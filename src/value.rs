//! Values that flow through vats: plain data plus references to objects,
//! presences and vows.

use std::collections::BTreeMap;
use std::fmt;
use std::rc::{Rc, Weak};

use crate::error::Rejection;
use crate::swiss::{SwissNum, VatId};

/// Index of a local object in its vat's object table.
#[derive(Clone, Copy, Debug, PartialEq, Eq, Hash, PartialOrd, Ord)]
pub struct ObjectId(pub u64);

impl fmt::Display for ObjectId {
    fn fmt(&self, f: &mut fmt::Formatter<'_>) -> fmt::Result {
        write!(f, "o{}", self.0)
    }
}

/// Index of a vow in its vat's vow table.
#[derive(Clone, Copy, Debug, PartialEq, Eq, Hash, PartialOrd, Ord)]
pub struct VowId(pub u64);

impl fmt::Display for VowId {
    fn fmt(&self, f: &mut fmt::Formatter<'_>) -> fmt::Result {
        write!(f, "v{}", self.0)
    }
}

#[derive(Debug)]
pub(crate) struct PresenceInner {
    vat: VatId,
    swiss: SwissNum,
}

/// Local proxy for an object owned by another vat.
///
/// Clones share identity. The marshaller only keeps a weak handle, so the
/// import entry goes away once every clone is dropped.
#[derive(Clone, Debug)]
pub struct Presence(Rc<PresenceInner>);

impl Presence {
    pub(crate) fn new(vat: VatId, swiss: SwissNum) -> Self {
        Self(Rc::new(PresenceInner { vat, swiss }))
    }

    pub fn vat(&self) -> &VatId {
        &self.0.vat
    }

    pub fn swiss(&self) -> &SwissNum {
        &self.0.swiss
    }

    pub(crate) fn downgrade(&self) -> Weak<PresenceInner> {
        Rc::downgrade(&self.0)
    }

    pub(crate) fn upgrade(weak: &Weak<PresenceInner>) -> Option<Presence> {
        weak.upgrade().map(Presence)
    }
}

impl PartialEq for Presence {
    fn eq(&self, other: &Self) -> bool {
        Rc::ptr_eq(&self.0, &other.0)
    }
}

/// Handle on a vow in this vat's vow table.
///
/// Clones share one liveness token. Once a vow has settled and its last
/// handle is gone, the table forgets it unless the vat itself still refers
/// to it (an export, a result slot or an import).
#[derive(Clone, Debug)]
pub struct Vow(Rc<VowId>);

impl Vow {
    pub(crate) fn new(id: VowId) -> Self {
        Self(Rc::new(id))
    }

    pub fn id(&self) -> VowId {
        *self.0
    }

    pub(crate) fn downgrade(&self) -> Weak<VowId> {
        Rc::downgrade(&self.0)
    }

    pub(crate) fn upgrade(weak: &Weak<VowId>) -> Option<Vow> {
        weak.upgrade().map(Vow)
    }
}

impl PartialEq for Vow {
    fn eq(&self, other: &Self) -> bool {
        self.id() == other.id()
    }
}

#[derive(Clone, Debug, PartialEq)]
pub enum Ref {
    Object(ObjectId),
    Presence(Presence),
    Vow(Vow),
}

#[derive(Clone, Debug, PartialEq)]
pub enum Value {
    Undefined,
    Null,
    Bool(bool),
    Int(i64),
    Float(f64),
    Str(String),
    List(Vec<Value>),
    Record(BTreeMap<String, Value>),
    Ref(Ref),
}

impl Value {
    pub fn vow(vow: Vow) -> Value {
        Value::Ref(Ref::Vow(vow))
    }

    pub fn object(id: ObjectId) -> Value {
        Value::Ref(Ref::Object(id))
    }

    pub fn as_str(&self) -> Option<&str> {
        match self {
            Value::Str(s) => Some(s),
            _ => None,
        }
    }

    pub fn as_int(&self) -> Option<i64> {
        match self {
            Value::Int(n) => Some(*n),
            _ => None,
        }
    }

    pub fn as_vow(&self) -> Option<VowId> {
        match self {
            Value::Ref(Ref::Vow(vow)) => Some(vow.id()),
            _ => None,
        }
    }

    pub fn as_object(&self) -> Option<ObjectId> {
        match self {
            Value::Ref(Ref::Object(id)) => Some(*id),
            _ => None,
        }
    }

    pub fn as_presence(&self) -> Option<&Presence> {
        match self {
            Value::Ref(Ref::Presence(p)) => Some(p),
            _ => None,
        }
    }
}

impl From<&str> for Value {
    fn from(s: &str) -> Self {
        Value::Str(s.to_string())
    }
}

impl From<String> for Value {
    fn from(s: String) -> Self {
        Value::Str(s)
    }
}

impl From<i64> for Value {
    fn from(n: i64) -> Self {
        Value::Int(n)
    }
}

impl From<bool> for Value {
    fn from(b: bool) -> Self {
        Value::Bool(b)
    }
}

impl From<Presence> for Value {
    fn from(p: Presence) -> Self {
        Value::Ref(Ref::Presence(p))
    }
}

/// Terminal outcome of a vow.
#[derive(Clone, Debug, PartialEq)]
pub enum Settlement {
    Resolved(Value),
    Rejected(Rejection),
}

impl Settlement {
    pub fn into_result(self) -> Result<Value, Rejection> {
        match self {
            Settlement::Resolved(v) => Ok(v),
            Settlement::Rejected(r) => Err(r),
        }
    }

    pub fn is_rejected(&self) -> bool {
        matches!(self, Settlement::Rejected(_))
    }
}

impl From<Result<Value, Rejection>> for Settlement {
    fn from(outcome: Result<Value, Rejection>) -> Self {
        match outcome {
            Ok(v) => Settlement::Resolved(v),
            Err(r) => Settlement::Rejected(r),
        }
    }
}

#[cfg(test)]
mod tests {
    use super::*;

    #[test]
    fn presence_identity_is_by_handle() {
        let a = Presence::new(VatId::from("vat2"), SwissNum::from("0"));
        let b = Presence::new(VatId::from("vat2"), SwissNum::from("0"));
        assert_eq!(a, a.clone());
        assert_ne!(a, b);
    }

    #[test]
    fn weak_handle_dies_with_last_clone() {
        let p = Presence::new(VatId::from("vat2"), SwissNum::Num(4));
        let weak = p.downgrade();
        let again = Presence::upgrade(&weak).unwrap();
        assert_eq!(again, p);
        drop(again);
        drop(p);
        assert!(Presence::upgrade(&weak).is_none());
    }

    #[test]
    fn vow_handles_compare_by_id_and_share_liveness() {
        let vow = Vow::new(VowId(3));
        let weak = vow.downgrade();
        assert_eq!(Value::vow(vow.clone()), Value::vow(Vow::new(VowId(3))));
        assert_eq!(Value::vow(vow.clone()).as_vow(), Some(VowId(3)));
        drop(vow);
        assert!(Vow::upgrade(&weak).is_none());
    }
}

--------

### WHAT IS EXPECTED:
All of the material should be duplicated exactly.

### SOLUTION:
filename src/value.rs
//! Values that flow through vats: plain data plus references to objects,
//! presences and vows.

use std::collections::BTreeMap;
use std::fmt;
use std::rc::{Rc, Weak};

use crate::error::Rejection;
use crate::swiss::{SwissNum, VatId};

/// Index of a local object in its vat's object table.
#[derive(Clone, Copy, Debug, PartialEq, Eq, Hash, PartialOrd, Ord)]
pub struct ObjectId(pub u64);

impl fmt::Display for ObjectId {
    fn fmt(&self, f: &mut fmt::Formatter<'_>) -> fmt::Result {
        write!(f, "o{}", self.0)
    }
}

/// Index of a vow in its vat's vow table.
#[derive(Clone, Copy, Debug, PartialEq, Eq, Hash, PartialOrd, Ord)]
pub struct VowId(pub u64);

impl fmt::Display for VowId {
    fn fmt(&self, f: &mut fmt::Formatter<'_>) -> fmt::Result {
        write!(f, "v{}", self.0)
    }
}

#[derive(Debug)]
pub(crate) struct PresenceInner {
    vat: VatId,
    swiss: SwissNum,
}

/// Local proxy for an object owned by another vat.
///
/// Clones share identity. The marshaller only keeps a weak handle, so the
/// import entry goes away once every clone is dropped.
#[derive(Clone, Debug)]
pub struct Presence(Rc<PresenceInner>);

impl Presence {
    pub(crate) fn new(vat: VatId, swiss: SwissNum) -> Self {
        Self(Rc::new(PresenceInner { vat, swiss }))
    }

    pub fn vat(&self) -> &VatId {
        &self.0.vat
    }

    pub fn swiss(&self) -> &SwissNum {
        &self.0.swiss
    }

    pub(crate) fn downgrade(&self) -> Weak<PresenceInner> {
        Rc::downgrade(&self.0)
    }

    pub(crate) fn upgrade(weak: &Weak<PresenceInner>) -> Option<Presence> {
        weak.upgrade().map(Presence)
    }
}

impl PartialEq for Presence {
    fn eq(&self, other: &Self) -> bool {
        Rc::ptr_eq(&self.0, &other.0)
    }
}

/// Handle on a vow in this vat's vow table.
///
/// Clones share one liveness token. Once a vow has settled and its last
/// handle is gone, the table forgets it unless the vat itself still refers
/// to it (an export, a result slot or an import).
#[derive(Clone, Debug)]
pub struct Vow(Rc<VowId>);

impl Vow {
    pub(crate) fn new(id: VowId) -> Self {
        Self(Rc::new(id))
    }

    pub fn id(&self) -> VowId {
        *self.0
    }

    pub(crate) fn downgrade(&self) -> Weak<VowId> {
        Rc::downgrade(&self.0)
    }

    pub(crate) fn upgrade(weak: &Weak<VowId>) -> Option<Vow> {
        weak.upgrade().map(Vow)
    }
}

impl PartialEq for Vow {
    fn eq(&self, other: &Self) -> bool {
        self.id() == other.id()
    }
}

#[derive(Clone, Debug, PartialEq)]
pub enum Ref {
    Object(ObjectId),
    Presence(Presence),
    Vow(Vow),
}

#[derive(Clone, Debug, PartialEq)]
pub enum Value {
    Undefined,
    Null,
    Bool(bool),
    Int(i64),
    Float(f64),
    Str(String),
    List(Vec<Value>),
    Record(BTreeMap<String, Value>),
    Ref(Ref),
}

impl Value {
    pub fn vow(vow: Vow) -> Value {
        Value::Ref(Ref::Vow(vow))
    }

    pub fn object(id: ObjectId) -> Value {
        Value::Ref(Ref::Object(id))
    }

    pub fn as_str(&self) -> Option<&str> {
        match self {
            Value::Str(s) => Some(s),
            _ => None,
        }
    }

    pub fn as_int(&self) -> Option<i64> {
        match self {
            Value::Int(n) => Some(*n),
            _ => None,
        }
    }

    pub fn as_vow(&self) -> Option<VowId> {
        match self {
            Value::Ref(Ref::Vow(vow)) => Some(vow.id()),
            _ => None,
        }
    }

    pub fn as_object(&self) -> Option<ObjectId> {
        match self {
            Value::Ref(Ref::Object(id)) => Some(*id),
            _ => None,
        }
    }

    pub fn as_presence(&self) -> Option<&Presence> {
        match self {
            Value::Ref(Ref::Presence(p)) => Some(p),
            _ => None,
        }
    }
}

impl From<&str> for Value {
    fn from(s: &str) -> Self {
        Value::Str(s.to_string())
    }
}

impl From<String> for Value {
    fn from(s: String) -> Self {
        Value::Str(s)
    }
}

impl From<i64> for Value {
    fn from(n: i64) -> Self {
        Value::Int(n)
    }
}

impl From<bool> for Value {
    fn from(b: bool) -> Self {
        Value::Bool(b)
    }
}

impl From<Presence> for Value {
    fn from(p: Presence) -> Self {
        Value::Ref(Ref::Presence(p))
    }
}

/// Terminal outcome of a vow.
#[derive(Clone, Debug, PartialEq)]
pub enum Settlement {
    Resolved(Value),
    Rejected(Rejection),
}

impl Settlement {
    pub fn into_result(self) -> Result<Value, Rejection> {
        match self {
            Settlement::Resolved(v) => Ok(v),
            Settlement::Rejected(r) => Err(r),
        }
    }

    pub fn is_rejected(&self) -> bool {
        matches!(self, Settlement::Rejected(_))
    }
}

impl From<Result<Value, Rejection>> for Settlement {
    fn from(outcome: Result<Value, Rejection>) -> Self {
        match outcome {
            Ok(v) => Settlement::Resolved(v),
            Err(r) => Settlement::Rejected(r),
        }
    }
}

#[cfg(test)]
mod tests {
    use super::*;

    #[test]
    fn presence_identity_is_by_handle() {
        let a = Presence::new(VatId::from("vat2"), SwissNum::from("0"));
        let b = Presence::new(VatId::from("vat2"), SwissNum::from("0"));
        assert_eq!(a, a.clone());
        assert_ne!(a, b);
    }

    #[test]
    fn weak_handle_dies_with_last_clone() {
        let p = Presence::new(VatId::from("vat2"), SwissNum::Num(4));
        let weak = p.downgrade();
        let again = Presence::upgrade(&weak).unwrap();
        assert_eq!(again, p);
        drop(again);
        drop(p);
        assert!(Presence::upgrade(&weak).is_none());
    }

    #[test]
    fn vow_handles_compare_by_id_and_share_liveness() {
        let vow = Vow::new(VowId(3));
        let weak = vow.downgrade();
        assert_eq!(Value::vow(vow.clone()), Value::vow(Vow::new(VowId(3))));
        assert_eq!(Value::vow(vow.clone()).as_vow(), Some(VowId(3)));
        drop(vow);
        assert!(Vow::upgrade(&weak).is_none());
    }
}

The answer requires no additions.